* Task statement *
Only a number is wanted here: the count of lines in the data below where the string "lock" occurs.

[Records from a collection]
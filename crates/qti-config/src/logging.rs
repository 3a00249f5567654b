//! Logging initialization.
//!
//! Structured JSON lines go to a log file that other tools can tail; a
//! compact human-readable copy optionally goes to stderr. `RUST_LOG`
//! overrides the configured level for both.

use parking_lot::Mutex;
use std::fs::{File, OpenOptions};
use std::io::{self, BufWriter, Write};
use std::path::Path;
use std::sync::Arc;
use tracing_subscriber::fmt::MakeWriter;
use tracing_subscriber::layer::SubscriberExt;
use tracing_subscriber::util::SubscriberInitExt;
use tracing_subscriber::{EnvFilter, Layer};

/// Append-only log file writer that flushes after every write, so lines
/// from several processes interleave whole.
#[derive(Clone)]
pub struct FlushingWriter {
    inner: Arc<Mutex<BufWriter<File>>>,
}

impl FlushingWriter {
    pub fn open(path: &Path) -> io::Result<Self> {
        if let Some(parent) = path.parent() {
            std::fs::create_dir_all(parent)?;
        }
        let file = OpenOptions::new().create(true).append(true).open(path)?;
        Ok(Self {
            inner: Arc::new(Mutex::new(BufWriter::with_capacity(8192, file))),
        })
    }
}

impl Write for FlushingWriter {
    fn write(&mut self, buf: &[u8]) -> io::Result<usize> {
        let mut guard = self.inner.lock();
        let written = guard.write(buf)?;
        guard.flush()?;
        Ok(written)
    }

    fn flush(&mut self) -> io::Result<()> {
        self.inner.lock().flush()
    }
}

impl<'a> MakeWriter<'a> for FlushingWriter {
    type Writer = FlushingWriter;

    fn make_writer(&'a self) -> Self::Writer {
        self.clone()
    }
}

fn filter(level: &str) -> EnvFilter {
    EnvFilter::try_from_default_env().unwrap_or_else(|_| EnvFilter::new(level))
}

/// Install the global subscriber.
///
/// * `level` - default level when `RUST_LOG` is unset
/// * `log_path` - JSON-lines file; `None` disables file output
/// * `also_stderr` - mirror events to stderr in compact form
///
/// Returns an error when the log file cannot be opened. Installing twice is
/// a no-op.
pub fn init_logging(level: &str, log_path: Option<&Path>, also_stderr: bool) -> io::Result<()> {
    let file_layer = match log_path {
        Some(path) => Some(
            tracing_subscriber::fmt::layer()
                .json()
                .with_current_span(false)
                .with_span_list(false)
                .with_writer(FlushingWriter::open(path)?)
                .with_filter(filter(level)),
        ),
        None => None,
    };

    let stderr_layer = also_stderr.then(|| {
        tracing_subscriber::fmt::layer()
            .with_target(true)
            .compact()
            .with_writer(io::stderr)
            .with_filter(filter(level))
    });

    let installed = tracing_subscriber::registry()
        .with(file_layer)
        .with(stderr_layer)
        .try_init()
        .is_ok();

    if installed {
        tracing::debug!(
            log_path = ?log_path.map(|p| p.display().to_string()),
            "logging initialized"
        );
    }
    Ok(())
}

/// Parse a log level name; unknown names map to INFO.
pub fn parse_level(level: &str) -> tracing::Level {
    match level.to_lowercase().as_str() {
        "trace" => tracing::Level::TRACE,
        "debug" => tracing::Level::DEBUG,
        "warn" | "warning" => tracing::Level::WARN,
        "error" => tracing::Level::ERROR,
        _ => tracing::Level::INFO,
    }
}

* Solution to the exercise *
2